G. Johnson (Hyperion)

Une somme immense, à pricorer au gré des volumes disponibles séparément à la vente (l'intégrale existe d'un seul tenant, mais présentée de façon moins pratique - en mélangeant les interprètes et les sujets au profit de la chronologie - et surtout en ôtant les commentaires musicologiques et littéraires remarquables des notices de Graham Johnson). Traductions anglaises des textes allemands.

Schubert

Lieder (épiques et antiques)
(Schiller, Mayrhofer...)

Rolfe-Johnson / Johnson (Hyperion)

Deux volumes particulièrement aboutis de l'intégrale. Ils ont l'avantage d'être extrêmement convaincants tant au niveau des pièces que des interprètes, de ne pas être contemporains du Winterreise pour changer un peu les atmosphères, et de ne comporter qu'un nombre réduit de tubes, ce qui laisse ensuite toute latitude ensuite pour écouter ses interprètes favoris dans les standards dont on ne parvient pas à se débarrasser dans les récitals les plus courants... 

Schubert

Lieder (nocturnes)
(Goethe, Schiller, Ossian...)

Hampson / Johnson (Hyperion)

 

Schumann

Liederkreis Op.39

« Cycle de lieder » (Eichendorff)

Goerne / Schneider (Decca)

- Une sorte d'idéal romantique, sur des poèmes parmi les plus beaux de langue allemande, avec des teintes crépusculaires et mélancoliques, jubilatoires parfois aussi...
- Si l'on privilégie une version féminine, peut-être moins prenante mais tout aussi bien dite (quelques petites imperfections ici ou là, notamment au niveau de l'accent gallois), M. Price / Johnson chez Hyperion est également un excellent choix.

Schumann

Dichterliebe Op.48 

« L’amour du poète »

(Heine)

Fassbaender / Reiman (EMI)

- Une suite de miniatures ironiques sur l'amour déçu. 

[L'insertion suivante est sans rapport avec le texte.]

//! Hosted (`std`) clock and delay, for desktop runs and the NTP client.

use std::thread;
use std::time::{Duration, Instant};

use crate::traits::{Clock, Delay};

/// Monotonic clock backed by `std::time::Instant`.
#[derive(Clone, Copy, Debug)]
pub struct StdClock {
    start: Instant,
}

impl StdClock {
    /// Starts counting from now.
    pub fn new() -> Self {
        Self {
            start: Instant::now(),
        }
    }
}

impl Default for StdClock {
    fn default() -> Self {
        Self::new()
    }
}

impl Clock for StdClock {
    fn now_ms(&self) -> u64 {
        self.start.elapsed().as_millis() as u64
    }
}

/// Delay backed by `std::thread::sleep`.
#[derive(Clone, Copy, Debug, Default)]
pub struct StdDelay;

impl Delay for StdDelay {
    fn delay_ms(&mut self, ms: u32) {
        thread::sleep(Duration::from_millis(ms as u64));
    }
}

#[cfg(test)]
mod tests {
    use super::*;

    #[test]
    fn clock_is_monotonic() {
        let clock = StdClock::new();
        let a = clock.now_ms();
        StdDelay.delay_ms(5);
        let b = clock.now_ms();
        assert!(b >= a + 5);
    }
}
//! Trait definitions for hardware abstraction, time sources, and display.
//!
//! This module defines the core abstractions that allow rs-pulseclock to:
//! - Run on different hardware (ESP32, desktop mock)
//! - Take its reference time from any battery-backed RTC
//! - Correct drift from network time when available
//!
//! # Submodules
//!
//! - `hardware`: Drive lines, optical sensor, delay, monotonic clock
//! - `time`: Wall-clock time source and RTC chip
//! - `network`: Network time queries
//! - `display`: Status display and user requests
//!
//! # Hardware Abstraction
//!
//! The key hardware traits are:
//!
//! - [`DriveLines`]: PLUS/MINUS/ENABLE outputs to the H-bridge
//! - [`PositionSensor`]: Optical edge counter on the second-hand wheel
//! - [`Delay`]: Blocking pulse timing
//! - [`Clock`]: Time source for `no_std` environments
//!
//! # Time
//!
//! - [`TimeSource`]: What the engine reads wall time from and persists
//!   the hands to
//! - [`RtcChip`]: Black-box battery-backed clock underneath
//! - [`NetworkTimeSource`]: Optional drift correction

pub mod display;
pub mod hardware;
pub mod network;
pub mod time;

pub use display::*;
pub use hardware::*;
pub use network::*;
pub use time::*;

- Fassbaender en accentue particulièrement la dérision amère ; le disque RCA, lui, contient en complément l'opus 90 et plusieurs lieder majeurs de Schumann. Enfin, la version disponible sur Carnets sur sol est tout aussi bonne et légalement gratuite, puisque ses droits d'auteur patrimoniaux et voisins sont arrivés à expiration.

 

ou Gerhaher / Huber (RCA)

ou libre de droits disponible sur CSS : Souzay / Cortot

Deuxième période : romantisme tardif
 

Wagner

Wesendonck-Lieder

« Lieder sur des poèmes de Mathide Wesendonck »

Minton / Boulez (Sony)

- Cycle de lieder sur les poèmes de la maîtresse de Wagner, épouse de son mécène d'alors. Ce sont largement des esquisses de Tristan und Isolde, également inspiré par leur relation. Le dernier lied a été orchestré seulement pour une sérénade d'orchestre de chambre sous les fenêtres de Mathilde, à l'occasion de son anniversaire. Les autres orchestrations (pas bien meilleures...) sont dues à Felix Mottl (l'assistant de Hans Richter pour la création du Ring). Cependant, l'oeuvre sonne mieux avec orchestre - au piano, on entend des silences et des redondances, un déséquilibre voix-piano aussi.
- Le problème réccurent est que la diction est totalement incompréhensible, ou alors avec peu de relief, chez la plupart des interprètes. La notre y échappe tout à fait, même s'il y a plus précis (Crespin / Prêtre chez EMI) ; la direction de Boulez fait de surcroît de l'orchestration là où il n'y en pas vraiment d'écrite.
- Le disque Sony est couplé avec de bons Rückert-Lieder, qui ne dispensent peut-être pas d'une version plus frémissante.

Brahms

Volkslieder

S. Genz / Vignoles (Apex)

Parmi les oeuvres très homogènes de Brahms (entre elles, et même à l'intérieur de chaque pièce), c'est là sans doute le corpus le plus avenant. Version très bien dite et chantée.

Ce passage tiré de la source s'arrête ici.